Abstract:
A head airbag module for a motor vehicle, in particular a passenger automobile, is provided with a head airbag and a receptacle, which receives the folded head airbag. The head airbag having a gas channel and an airbag, and the head airbag module being implemented so that the head airbag is essentially completely freed from the receptacle by filling of the gas channel, before the airbag is filled.

Description:
CROSS-REFERENCE TO RELATED APPLICATION 
     This application claims priority to German Patent Application No. 102008062266.4, filed Dec. 15, 2008, which is incorporated herein by reference in its entirety. 
     TECHNICAL FIELD 
     The present invention relates to a head airbag module for a motor vehicle, in particular a passenger automobile, a head airbag system, and a motor vehicle having such a head airbag module, as well as a method for filling a head airbag of such a head airbag module. 
     BACKGROUND 
     A so-called head airbag, also referred to as a curtain airbag or window airbag, unfolds essentially on a vehicle interior in the event of an accident, in order to protect the head and thorax areas of occupants in particular in the event of a side impact or a rollover of the vehicle and to prevent the head of an occupant from projecting outside unprotected through an open side window during the accident. 

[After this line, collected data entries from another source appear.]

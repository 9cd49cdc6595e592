//! Introductory text and sample prompts shown to new users.

use serde::Serialize;

/// A sample prompt a user could send.
#[derive(Debug, Clone, Serialize)]
#[serde(rename_all = "camelCase")]
pub struct SamplePrompt {
    pub data: &'static str,
    pub content_type: &'static str,
}

#[derive(Debug, Clone, Serialize)]
pub struct Welcome {
    pub welcome: &'static str,
    pub prompts: Vec<SamplePrompt>,
}

pub fn welcome() -> Welcome {
    let prompt = |data| SamplePrompt {
        data,
        content_type: "text/plain",
    };

    Welcome {
        welcome: "I summarize links, pull posts from X through a mirror, spin those into thread starters, \
                  and remember who is talking so I can respect the server context.",
        prompts: vec![
            prompt("Can you summarize the links we dropped earlier today and suggest a thread title?"),
            prompt("Grab this tweet and make a Discord thread from it: https://x.com/someone/status/123"),
            prompt("Who asked about onboarding resources last time?"),
        ],
    }
}
//! Vera CLI — the main entry point.
//!
//! Commands:
//! - `gateway`  — Start the HTTP webhook server
//! - `ask`      — Run one message through the pipeline
//! - `memory`   — Inspect or prune stored profiles and message logs
//! - `config`   — Show, validate, or print default configuration
//! - `status`   — Show the resolved runtime wiring
//! - `welcome`  — Print the introduction and sample prompts

use std::path::PathBuf;

use clap::{Parser, Subcommand};

mod commands;

use commands::ask::AskOptions;

#[derive(Parser)]
#[command(
    name = "vera",
    about = "Vera — link summaries, thread drafts and memory for chat servers",
    version,
    author
)]
struct Cli {
    #[command(subcommand)]
    command: Commands,

    /// Enable verbose logging
    #[arg(short, long, global = true)]
    verbose: bool,

    /// Read configuration from this file instead of ~/.vera/config.toml
    #[arg(long, global = true, env = "VERA_CONFIG")]
    config: Option<PathBuf>,
}

#[derive(Subcommand)]
enum Commands {
    /// Start the HTTP gateway server
    Gateway {
        /// Override the port
        #[arg(short, long)]
        port: Option<u16>,
    },

    /// Run a single message through the pipeline
    Ask {
        /// The message text
        #[arg(short, long)]
        message: String,

        /// Sender id
        #[arg(long)]
        user: Option<String>,

        /// Sender display name
        #[arg(long)]
        user_name: Option<String>,

        /// Server id
        #[arg(long)]
        server: Option<String>,

        /// Server display name
        #[arg(long)]
        server_name: Option<String>,

        /// Treat the message as addressed to the assistant
        #[arg(long)]
        mentioned: bool,

        /// Also post the result to the configured Discord webhook
        #[arg(long)]
        notify: bool,

        /// Print the full response as JSON
        #[arg(long)]
        json: bool,
    },

    /// Inspect or prune memory
    Memory {
        #[command(subcommand)]
        action: MemoryAction,
    },

    /// Configuration commands
    Config {
        #[command(subcommand)]
        action: ConfigAction,
    },

    /// Show system status
    Status,

    /// Print the welcome text and sample prompts
    Welcome {
        /// Print as JSON
        #[arg(long)]
        json: bool,
    },
}

#[derive(Subcommand)]
enum MemoryAction {
    /// Most recent messages stored for a server
    Recent {
        #[arg(long, default_value = "global")]
        server: String,

        /// Only messages from this user
        #[arg(long)]
        user: Option<String>,

        #[arg(long, default_value_t = vera_memory::store::DEFAULT_RECENT_LIMIT)]
        limit: usize,
    },

    /// Show a person's profile
    Profile {
        #[arg(long, default_value = "global")]
        server: String,

        #[arg(long)]
        user: String,
    },

    /// Delete a person's profile
    Forget {
        #[arg(long, default_value = "global")]
        server: String,

        #[arg(long)]
        user: String,
    },

    /// Delete a server's message log
    Clear {
        #[arg(long, default_value = "global")]
        server: String,

        /// Required to actually delete
        #[arg(long)]
        confirm: bool,
    },
}

#[derive(Subcommand)]
enum ConfigAction {
    /// Print the resolved configuration (secrets redacted)
    Show,

    /// Print the default configuration as TOML
    Defaults,

    /// Print the config file path
    Path,

    /// Validate the resolved configuration
    Validate,
}

#[tokio::main]
async fn main() -> Result<(), Box<dyn std::error::Error>> {
    let cli = Cli::parse();

    // Initialize tracing
    let filter = if cli.verbose { "debug" } else { "info" };
    tracing_subscriber::fmt()
        .with_env_filter(
            tracing_subscriber::EnvFilter::try_from_default_env()
                .unwrap_or_else(|_| tracing_subscriber::EnvFilter::new(filter)),
        )
        .with_target(false)
        .with_writer(std::io::stderr)
        .init();

    // Commands that never need a valid config
    match &cli.command {
        Commands::Welcome { json } => return commands::welcome::run(*json),
        Commands::Config { action: ConfigAction::Defaults } => return commands::config_cmd::defaults(),
        Commands::Config { action: ConfigAction::Path } => return commands::config_cmd::path(),
        _ => {}
    }

    let config = commands::load_config(cli.config.as_deref())?;

    match cli.command {
        Commands::Gateway { port } => commands::gateway::run(config, port).await?,
        Commands::Ask {
            message,
            user,
            user_name,
            server,
            server_name,
            mentioned,
            notify,
            json,
        } => {
            let options = AskOptions {
                message,
                user_id: user,
                user_name,
                server_id: server,
                server_name,
                mentioned,
                notify,
                json,
            };
            commands::ask::run(&config, options).await?
        }
        Commands::Memory { action } => match action {
            MemoryAction::Recent { server, user, limit } => {
                commands::memory::recent(&config, &server, user.as_deref(), limit).await?
            }
            MemoryAction::Profile { server, user } => {
                commands::memory::profile(&config, &server, &user).await?
            }
            MemoryAction::Forget { server, user } => {
                commands::memory::forget(&config, &server, &user).await?
            }
            MemoryAction::Clear { server, confirm } => {
                commands::memory::clear(&config, &server, confirm).await?
            }
        },
        Commands::Config { action } => match action {
            ConfigAction::Show => commands::config_cmd::show(&config)?,
            ConfigAction::Validate => commands::config_cmd::validate(&config)?,
            ConfigAction::Defaults => commands::config_cmd::defaults()?,
            ConfigAction::Path => commands::config_cmd::path()?,
        },
        Commands::Status => commands::status::run(&config)?,
        Commands::Welcome { json } => commands::welcome::run(json)?,
    }

    Ok(())
}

     For example, situating the folded head airbag in a receptacle on the roof of the vehicle for this purpose is known from U.S. Pat. No. 6,276,712 B1 and GB 2 393 154 A. The head airbag is unfolded and thus freed from the receptacle by the filling with a filling gas generated by a gas generator. A gas channel for tensioning the airbag is filled simultaneously with an airbag in U.S. Pat. No. 6,648,368 B2.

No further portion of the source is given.